*YOUR INSTRUCTIONS:*
Scan the entries and copy each line where the word "failures" is present.

***** DATA RECORDS

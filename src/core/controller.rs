//! Level-triggered work queue driving a [`Reconciler`] for one job kind.
//!
//! Keys enter the queue from store watch events (job events directly, staged
//! resource events through the owner label), from periodic resyncs and from
//! requeue hints. A key is never reconciled by two workers at once: events for
//! a key already in flight mark it dirty and it runs again afterwards.
//! Each key holds at most one scheduled requeue; a later deadline never
//! replaces an earlier one.

use std::collections::{HashMap, HashSet};
use std::sync::Arc;
use std::time::Duration;

use tokio::sync::{Semaphore, broadcast, mpsc};
use tokio::task::JoinSet;
use tokio::time::Instant;
use tokio_util::sync::CancellationToken;
use tracing::{debug, error, info, warn};

use super::error::ReconcileError;
use super::job::{MoverJob, OWNER_NAMESPACE_LABEL};
use super::models::{BatchingStatus, JobRef, Phase};
use super::reconciler::{Action, Reconciler};
use super::store::{ResourceStore, WatchEvent};

#[derive(Debug, Clone)]
pub struct ControllerSettings {
    pub workers: usize,
    pub resync_interval: Duration,
    pub error_backoff: Duration,
    pub max_error_backoff: Duration,
}

impl Default for ControllerSettings {
    fn default() -> Self {
        Self {
            workers: 4,
            resync_interval: Duration::from_secs(60),
            error_backoff: Duration::from_secs(1),
            max_error_backoff: Duration::from_secs(60),
        }
    }
}

pub struct Controller<J: MoverJob> {
    store: Arc<dyn ResourceStore>,
    reconciler: Reconciler<J>,
    settings: ControllerSettings,
}

struct Queue {
    tx: mpsc::UnboundedSender<JobRef>,
    timer_tx: mpsc::UnboundedSender<(JobRef, Instant)>,
    pending: HashSet<JobRef>,
    in_flight: HashSet<JobRef>,
    dirty: HashSet<JobRef>,
    failures: HashMap<JobRef, u32>,
    scheduled: HashMap<JobRef, Instant>,
}

impl Queue {
    fn push(&mut self, key: JobRef) {
        if self.in_flight.contains(&key) {
            self.dirty.insert(key);
        } else if self.pending.insert(key.clone()) {
            let _ = self.tx.send(key);
        }
    }

    /// Schedule `key` after `delay` unless it is already due no later than that.
    fn push_after(&mut self, key: JobRef, delay: Duration, shutdown: &CancellationToken) {
        let deadline = Instant::now() + delay;
        if self.scheduled.get(&key).is_some_and(|due| *due <= deadline) {
            return;
        }
        self.scheduled.insert(key.clone(), deadline);

        let tx = self.timer_tx.clone();
        let shutdown = shutdown.clone();
        tokio::spawn(async move {
            tokio::select! {
                _ = tokio::time::sleep_until(deadline) => {
                    let _ = tx.send((key, deadline));
                }
                _ = shutdown.cancelled() => {}
            }
        });
    }

    /// A timer fired. Only the key's current deadline is honoured.
    fn fire(&mut self, key: JobRef, deadline: Instant) {
        if self.scheduled.get(&key) != Some(&deadline) {
            return;
        }
        self.scheduled.remove(&key);
        self.push(key);
    }

    fn scheduled_len(&self) -> usize {
        self.scheduled.len()
    }
}

impl<J: MoverJob> Controller<J> {
    pub fn new(
        store: Arc<dyn ResourceStore>,
        reconciler: Reconciler<J>,
        settings: ControllerSettings,
    ) -> Self {
        Self {
            store,
            reconciler,
            settings,
        }
    }

    /// Run until `shutdown` is cancelled. In-flight passes finish first.
    pub async fn run(self, shutdown: CancellationToken) -> Result<(), ReconcileError> {
        let kind = J::KIND.kind;
        let mut events = self.store.watch();
        let (tx, mut rx) = mpsc::unbounded_channel();
        let (timer_tx, mut timer_rx) = mpsc::unbounded_channel();
        let mut queue = Queue {
            tx,
            timer_tx,
            pending: HashSet::new(),
            in_flight: HashSet::new(),
            dirty: HashSet::new(),
            failures: HashMap::new(),
            scheduled: HashMap::new(),
        };
        let semaphore = Arc::new(Semaphore::new(self.settings.workers.max(1)));
        let mut workers: JoinSet<(JobRef, Result<Action, ReconcileError>)> = JoinSet::new();

        for key in self.seed().await? {
            queue.push(key);
        }
        info!(kind, workers = self.settings.workers, "Controller started");

        let mut resync = tokio::time::interval(self.settings.resync_interval);
        resync.tick().await;

        loop {
            tokio::select! {
                _ = shutdown.cancelled() => break,

                event = events.recv() => match event {
                    Ok(event) => {
                        if let Some(key) = job_for::<J>(&event) {
                            queue.push(key);
                        }
                    }
                    Err(broadcast::error::RecvError::Lagged(missed)) => {
                        warn!(kind, missed, "Watch lagged, relisting");
                        self.enqueue_all(&mut queue).await;
                    }
                    Err(broadcast::error::RecvError::Closed) => {
                        warn!(kind, "Watch closed, stopping controller");
                        break;
                    }
                },

                Some(key) = rx.recv() => {
                    queue.pending.remove(&key);
                    if queue.in_flight.contains(&key) {
                        queue.dirty.insert(key);
                        continue;
                    }
                    queue.in_flight.insert(key.clone());
                    let reconciler = self.reconciler.clone();
                    let semaphore = semaphore.clone();
                    workers.spawn(async move {
                        let Ok(_permit) = semaphore.acquire_owned().await else {
                            return (key, Ok(Action::default()));
                        };
                        let result = reconciler.reconcile(&key).await;
                        (key, result)
                    });
                }

                Some((key, deadline)) = timer_rx.recv() => queue.fire(key, deadline),

                _ = resync.tick() => {
                    debug!(kind, scheduled = queue.scheduled_len(), "Periodic resync");
                    self.enqueue_all(&mut queue).await;
                }

                Some(joined) = workers.join_next(), if !workers.is_empty() => {
                    match joined {
                        Ok((key, result)) => self.finish(&mut queue, key, result, &shutdown),
                        Err(e) => error!(kind, error = %e, "Reconcile task panicked"),
                    }
                }
            }
        }

        while let Some(joined) = workers.join_next().await {
            if let Err(e) = joined {
                error!(kind, error = %e, "Reconcile task panicked during shutdown");
            }
        }
        info!(kind, "Controller stopped");
        Ok(())
    }

    fn finish(
        &self,
        queue: &mut Queue,
        key: JobRef,
        result: Result<Action, ReconcileError>,
        shutdown: &CancellationToken,
    ) {
        let kind = J::KIND.kind;
        queue.in_flight.remove(&key);

        match result {
            Ok(action) => {
                queue.failures.remove(&key);
                for promoted in action.promoted {
                    queue.push(promoted);
                }
                if let Some(delay) = action.requeue_after {
                    queue.push_after(key.clone(), delay, shutdown);
                }
            }
            Err(e) => {
                let failures = queue.failures.entry(key.clone()).or_insert(0);
                *failures += 1;
                let delay = backoff(
                    self.settings.error_backoff,
                    self.settings.max_error_backoff,
                    *failures,
                );
                warn!(kind, job = %key, error = %e, attempt = *failures, ?delay, "Reconcile failed, backing off");
                queue.push_after(key.clone(), delay, shutdown);
            }
        }

        if queue.dirty.remove(&key) {
            queue.push(key);
        }
    }

    /// List jobs of this kind, rebuild batching state and return every key.
    async fn seed(&self) -> Result<Vec<JobRef>, ReconcileError> {
        let objects = self.store.list(&J::KIND, None).await?;
        let mut keys = Vec::with_capacity(objects.len());
        let mut admitted = Vec::new();
        for obj in objects {
            let job = match J::from_object(obj) {
                Ok(job) => job,
                Err(e) => {
                    warn!(kind = J::KIND.kind, error = %e, "Skipping malformed job");
                    continue;
                }
            };
            let status = job.status();
            if status.phase == Some(Phase::InProgress) {
                if let Some(batching @ (BatchingStatus::Queued | BatchingStatus::Processing)) =
                    status.batching_status
                {
                    admitted.push((job.job_ref(), job.metadata().creation_timestamp, batching));
                }
            }
            keys.push(job.job_ref());
        }
        let promoted = self.reconciler.batching().seed(admitted).await;
        debug!(kind = J::KIND.kind, jobs = keys.len(), promoted = promoted.len(), "Seeded");
        Ok(keys)
    }

    async fn enqueue_all(&self, queue: &mut Queue) {
        match self.store.list(&J::KIND, None).await {
            Ok(objects) => {
                for obj in objects {
                    queue.push(obj.job_ref());
                }
            }
            Err(e) => warn!(kind = J::KIND.kind, error = %e, "Relist failed"),
        }
    }
}

/// The job a watch event concerns: the job itself, or the owner of a staged
/// resource as named by its owner labels.
fn job_for<J: MoverJob>(event: &WatchEvent) -> Option<JobRef> {
    let obj = event.object();
    if obj.kind == J::KIND.kind {
        return Some(obj.job_ref());
    }
    let owner = obj.label(J::OWNER_LABEL)?;
    let namespace = obj.label(OWNER_NAMESPACE_LABEL)?;
    Some(JobRef::new(namespace, owner))
}

fn backoff(base: Duration, max: Duration, failures: u32) -> Duration {
    let exponent = failures.saturating_sub(1).min(16);
    base.saturating_mul(1u32 << exponent).min(max)
}

#[cfg(test)]
mod tests {
    use super::*;
    use crate::core::job::BACKUP_OWNER_LABEL;
    use crate::core::models::{BackupJob, StoredObject};

    fn queue() -> (
        Queue,
        mpsc::UnboundedReceiver<JobRef>,
        mpsc::UnboundedReceiver<(JobRef, Instant)>,
    ) {
        let (tx, rx) = mpsc::unbounded_channel();
        let (timer_tx, timer_rx) = mpsc::unbounded_channel();
        let queue = Queue {
            tx,
            timer_tx,
            pending: HashSet::new(),
            in_flight: HashSet::new(),
            dirty: HashSet::new(),
            failures: HashMap::new(),
            scheduled: HashMap::new(),
        };
        (queue, rx, timer_rx)
    }

    #[tokio::test]
    async fn test_later_requeue_keeps_earlier_deadline() {
        let (mut queue, _rx, _timers) = queue();
        let shutdown = CancellationToken::new();
        let key = JobRef::new("apps", "b1");

        queue.push_after(key.clone(), Duration::from_millis(50), &shutdown);
        let first = queue.scheduled[&key];
        queue.push_after(key.clone(), Duration::from_secs(5), &shutdown);
        assert_eq!(queue.scheduled[&key], first);

        queue.push_after(key.clone(), Duration::from_millis(1), &shutdown);
        assert!(queue.scheduled[&key] < first);
        assert_eq!(queue.scheduled_len(), 1);
        shutdown.cancel();
    }

    #[tokio::test]
    async fn test_replaced_timer_is_ignored() {
        let (mut queue, mut rx, mut timers) = queue();
        let shutdown = CancellationToken::new();
        let key = JobRef::new("apps", "b1");

        queue.push_after(key.clone(), Duration::from_millis(40), &shutdown);
        queue.push_after(key.clone(), Duration::from_millis(5), &shutdown);

        let (fired, deadline) = timers.recv().await.unwrap();
        queue.fire(fired, deadline);
        assert_eq!(rx.recv().await.unwrap(), key);
        assert_eq!(queue.scheduled_len(), 0);

        let (fired, deadline) = timers.recv().await.unwrap();
        queue.fire(fired, deadline);
        assert!(rx.try_recv().is_err());
        shutdown.cancel();
    }

    #[tokio::test]
    async fn test_fired_key_in_flight_is_marked_dirty() {
        let (mut queue, mut rx, mut timers) = queue();
        let shutdown = CancellationToken::new();
        let key = JobRef::new("apps", "b1");
        queue.in_flight.insert(key.clone());

        queue.push_after(key.clone(), Duration::from_millis(1), &shutdown);
        let (fired, deadline) = timers.recv().await.unwrap();
        queue.fire(fired, deadline);
        assert!(queue.dirty.contains(&key));
        assert!(rx.try_recv().is_err());
    }

    #[test]
    fn test_staged_resource_maps_to_owner_in_its_namespace() {
        let pod = StoredObject::new("Pod", Some("adp"), "b1-pod")
            .with_label(BACKUP_OWNER_LABEL, "b1")
            .with_label(OWNER_NAMESPACE_LABEL, "team2");
        assert_eq!(
            job_for::<BackupJob>(&WatchEvent::Applied(pod)),
            Some(JobRef::new("team2", "b1"))
        );

        let unlabelled = StoredObject::new("Pod", Some("adp"), "b1-pod").with_label(BACKUP_OWNER_LABEL, "b1");
        assert_eq!(job_for::<BackupJob>(&WatchEvent::Deleted(unlabelled)), None);
    }

    #[test]
    fn test_backoff_doubles_up_to_cap() {
        let base = Duration::from_secs(1);
        let max = Duration::from_secs(10);
        assert_eq!(backoff(base, max, 1), Duration::from_secs(1));
        assert_eq!(backoff(base, max, 2), Duration::from_secs(2));
        assert_eq!(backoff(base, max, 4), Duration::from_secs(8));
        assert_eq!(backoff(base, max, 5), max);
        assert_eq!(backoff(base, max, 100), max);
    }
}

**********

*OUTPUT:*
    failures: HashMap<JobRef, u32>,
            failures: HashMap::new(),
                queue.failures.remove(&key);
                let failures = queue.failures.entry(key.clone()).or_insert(0);
                *failures += 1;
                    *failures,
                warn!(kind, job = %key, error = %e, attempt = *failures, ?delay, "Reconcile failed, backing off");
fn backoff(base: Duration, max: Duration, failures: u32) -> Duration {
    let exponent = failures.saturating_sub(1).min(16);
            failures: HashMap::new(),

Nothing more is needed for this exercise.